On Wednesday, Petersen will discuss"Selfies With Sacajawea: The Corps of Re-Discovery on The Lewis and Clark Trail," at the Advanced Learning Library, 711 W. 2ndStreet. The talk begins at 1:30 p.m

The 2018 book details Petersen and a friend retracing the journey of the explorers.

Early wave of video
 
Petersen remembers watching an interview after a race in Wisconsin and the questions made him cringe. He figured he could do much better.
 
"Those guys would rather be at the Packers game," he said. "It dawned on me that there aren't too many people covering the sport of distance running who really know what they're talking about."
 
Petersen combined his love of running with his background in video to start his first career. He filmed races and conducted interviews to produce highlights and documentaries. In the early days, race organizers used his tapes to attract sponsors. When the Internet grew, he posted on his website and on YouTube.
 
"Marathoning took this second boom," he said. "Every town has a marathon. I ended up being the guy, I would say, between the mountains, Appalachians to the Rockies, to come to your race and put together from a five-minute marketing piece to full-blown documentaries. I loved every bit of it because it kept me in the running community."
 
Petersen got his start in video as a youngster in Concordia. His father worked as a meteorologist, which gave him access to equipment. Peterson explored the Republican River to make his own wildlife documentaries.
 
"After a good rain, the sandbars would shift and create little pools and if you were lucky there would be a huge catfish caught in one," he said.
 
New creative direction
 
In 2015, Petersen began to change his focus to documentaries and books. A project documenting the introduction of baseball to Ukraine started him on the different path.
 
"Now, it's just straight documentaries and writing the books," he said. 
 
He worked on Kansas biographies, including on former governor and senator Frank Carlson and a series of videos about Lewis and Clark designed for schools. That work turned into his 2018 book "Selfies With Sacajawea: The Corps of Re-Discovery on The Lewis and Clark Trail."

"It's a funny story about two guys driving this piece of junk car out to the coast on the Lewis and Clark Trail," he said. "Halfway through, I said 'I think I'm going to write a book about this.'"

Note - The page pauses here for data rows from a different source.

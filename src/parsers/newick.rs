use crate::TreeParseError;
use std::borrow::Cow;

use super::super::phylo::NodeId;
use super::super::phylo::Tree;

/// Checks if a character is a NEWICK structural delimiter.
fn is_structural_delimiter(character: char) -> bool {
    matches!(character, ';' | '(' | ')' | ',' | ':')
}

#[derive(Debug, Clone, Copy, PartialEq, Eq)]
enum TokenKind<'a> {
    Open,
    Close,
    Comma,
    Colon,
    Semicolon,
    Text(&'a str),
    /// Inner text of a single-quoted label, `''` escapes still doubled.
    Quoted(&'a str),
}

impl<'a> TokenKind<'a> {
    fn label(self) -> Option<Cow<'a, str>> {
        match self {
            TokenKind::Text(text) => Some(Cow::Borrowed(text)),
            TokenKind::Quoted(text) if text.contains("''") => {
                Some(Cow::Owned(text.replace("''", "'")))
            }
            TokenKind::Quoted(text) => Some(Cow::Borrowed(text)),
            _ => None,
        }
    }
}

#[derive(Debug, Clone, Copy, PartialEq, Eq)]
struct Token<'a> {
    kind: TokenKind<'a>,
    position: usize,
}

impl Token<'_> {
    fn unexpected(&self) -> TreeParseError {
        let token = match self.kind {
            TokenKind::Open => "(",
            TokenKind::Close => ")",
            TokenKind::Comma => ",",
            TokenKind::Colon => ":",
            TokenKind::Semicolon => ";",
            TokenKind::Text(text) | TokenKind::Quoted(text) => text,
        };
        TreeParseError::UnexpectedToken {
            token: token.to_string(),
            position: self.position,
        }
    }
}

/// Splits a NEWICK string on structural delimiters and whitespace.
///
/// Delimiters become their own tokens and whitespace only separates. A
/// `'` at the start of a token opens a quoted label that runs to the next
/// unpaired `'`; inside it `''` stands for one quote and delimiters are
/// plain text. Runs of any other characters become `Text` tokens.
///
/// **Errors:**
/// - `TreeParseError::UnterminatedQuote` - a quoted label is never closed
fn tokenize(s: &str) -> Result<Vec<Token<'_>>, TreeParseError> {
    let mut tokens: Vec<Token> = Vec::new();
    let mut text_start: Option<usize> = None;
    let mut chars = s.char_indices().peekable();

    while let Some((position, character)) = chars.next() {
        if character == '\'' && text_start.is_none() {
            let inner_end = loop {
                match chars.next() {
                    Some((end, '\'')) => {
                        if chars.next_if(|&(_, c)| c == '\'').is_none() {
                            break end;
                        }
                    }
                    Some(_) => {}
                    None => return Err(TreeParseError::UnterminatedQuote { position }),
                }
            };
            tokens.push(Token {
                kind: TokenKind::Quoted(&s[position + 1..inner_end]),
                position,
            });
        } else if is_structural_delimiter(character) || character.is_whitespace() {
            if let Some(start) = text_start.take() {
                tokens.push(Token {
                    kind: TokenKind::Text(&s[start..position]),
                    position: start,
                });
            }
            let kind = match character {
                '(' => TokenKind::Open,
                ')' => TokenKind::Close,
                ',' => TokenKind::Comma,
                ':' => TokenKind::Colon,
                ';' => TokenKind::Semicolon,
                _ => continue,
            };
            tokens.push(Token { kind, position });
        } else if text_start.is_none() {
            text_start = Some(position);
        }
    }

    if let Some(start) = text_start {
        tokens.push(Token { kind: TokenKind::Text(&s[start..]), position: start });
    }

    Ok(tokens)
}

/// Parses a single NEWICK tree into a [Tree].
///
/// Node labels are kept verbatim apart from unquoting; branch lengths are
/// skipped. A trailing `;` is optional and anything after it is ignored.
///
/// **Errors:**
/// - `TreeParseError::Empty` - no tokens in the input
/// - `TreeParseError::UnterminatedQuote` - a quoted label is never closed
/// - `TreeParseError::UnexpectedToken` - a token out of place, e.g. a
///   missing `,` between siblings or an empty child
/// - `TreeParseError::UnexpectedEnd` - unbalanced parentheses
///
/// The parser keeps the chain of open clades on an explicit stack, so
/// nesting depth is limited only by memory.
pub fn parse_newick(s: &str) -> Result<Tree, TreeParseError> {
    let tokens = tokenize(s)?;
    if tokens.is_empty() {
        return Err(TreeParseError::Empty);
    }

    let mut tree = Tree::new();
    let mut open_clades: Vec<NodeId> = Vec::new();
    let mut position: usize = 0;

    'child: loop {
        // Start of a node: either a clade or a tip.
        match tokens.get(position) {
            Some(Token { kind: TokenKind::Open, .. }) => {
                let node_id = tree
                    .add_new_node(<Option<&str>>::None, open_clades.last().copied())?;
                open_clades.push(node_id);
                position += 1;
                continue 'child;
            }
            Some(token) => {
                let Some(label) = token.kind.label() else {
                    return Err(token.unexpected());
                };
                _ = tree.add_new_node(Some(label.as_ref()), open_clades.last().copied())?;
                position = skip_branch_length(&tokens, position + 1);
            }
            None => return Err(TreeParseError::UnexpectedEnd),
        }

        // A node is complete; close as many clades as the input closes.
        loop {
            let Some(&clade_id) = open_clades.last() else {
                return finish(tree, &tokens, position);
            };
            match tokens.get(position) {
                Some(Token { kind: TokenKind::Comma, .. }) => {
                    position += 1;
                    continue 'child;
                }
                Some(Token { kind: TokenKind::Close, .. }) => {
                    _ = open_clades.pop();
                    position += 1;
                    if let Some(label) =
                        tokens.get(position).and_then(|token| token.kind.label())
                    {
                        tree.set_label(&clade_id, Some(label.as_ref()));
                        position += 1;
                    }
                    position = skip_branch_length(&tokens, position);
                }
                Some(token) => return Err(token.unexpected()),
                None => return Err(TreeParseError::UnexpectedEnd),
            }
        }
    }
}

/// Skips `:length` if present at `position`.
fn skip_branch_length(tokens: &[Token], mut position: usize) -> usize {
    if let Some(Token { kind: TokenKind::Colon, .. }) = tokens.get(position) {
        position += 1;
        if let Some(Token { kind: TokenKind::Text(_), .. }) = tokens.get(position)
        {
            position += 1;
        }
    }
    position
}

fn finish(
    mut tree: Tree,
    tokens: &[Token],
    position: usize,
) -> Result<Tree, TreeParseError> {
    match tokens.get(position) {
        None | Some(Token { kind: TokenKind::Semicolon, .. }) => {
            _ = tree.validate()?;
            Ok(tree)
        }
        Some(token) => Err(token.unexpected()),
    }
}

/// Whether `label` has to be single-quoted to read back unchanged.
fn needs_quotes(label: &str) -> bool {
    label.chars().any(|c| {
        c == '\'' || c.is_whitespace() || is_structural_delimiter(c)
    })
}

/// Converts a [Tree] to a NEWICK string with labels and without branch
/// lengths. Labels holding whitespace, quotes or delimiters are written
/// single-quoted, with `'` doubled.
pub fn write_newick(tree: &Tree) -> String {
    enum Step {
        Enter(NodeId),
        Comma,
        Close(NodeId),
    }

    let Some(first_node_id) = tree.first_node_id() else {
        return String::new();
    };

    let push_label = |newick: &mut String, node_id: &NodeId| {
        if let Some(label) = tree.label(node_id) {
            if needs_quotes(&label) {
                newick.push('\'');
                newick.push_str(&label.replace('\'', "''"));
                newick.push('\'');
            } else {
                newick.push_str(&label);
            }
        }
    };

    let mut newick = String::new();
    let mut stack: Vec<Step> = vec![Step::Enter(first_node_id)];
    while let Some(step) = stack.pop() {
        match step {
            Step::Enter(node_id) => {
                let child_ids = tree.child_ids(&node_id);
                if child_ids.is_empty() {
                    push_label(&mut newick, &node_id);
                    continue;
                }
                newick.push('(');
                stack.push(Step::Close(node_id));
                for (i, &child_id) in child_ids.iter().enumerate().rev() {
                    stack.push(Step::Enter(child_id));
                    if i > 0 {
                        stack.push(Step::Comma);
                    }
                }
            }
            Step::Comma => newick.push(','),
            Step::Close(node_id) => {
                newick.push(')');
                push_label(&mut newick, &node_id);
            }
        }
    }
    newick.push(';');
    newick
}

His second book details a four-week trip through Africa retracing Henry Stanley's trip searching for Dr. Livingstone.
His kind of teacher
While Petersen didn't go into his field of study, he fondly remembers some of his classes. Professor Donald Distler, who died in 2017, taught biology at Wichita State for more than 50 years.
 
"He was my favorite," Petersen said. "It was the class where you would go out to the Ninnescah (Reserve) and it was real hands-on. Real ecology-based, trapping things, and I just loved it." 
 
Petersen walked on to the cross country team at Wichita State. The Shockers won the Missouri Valley Conference title in 1987, although Petersen didn't run in the meet. 
 
"I loved running at Wichita State," he said. "I still run just about every day, It still boils down to this curiosity thing. I'm 53. What can I run this 5,000 meters in?"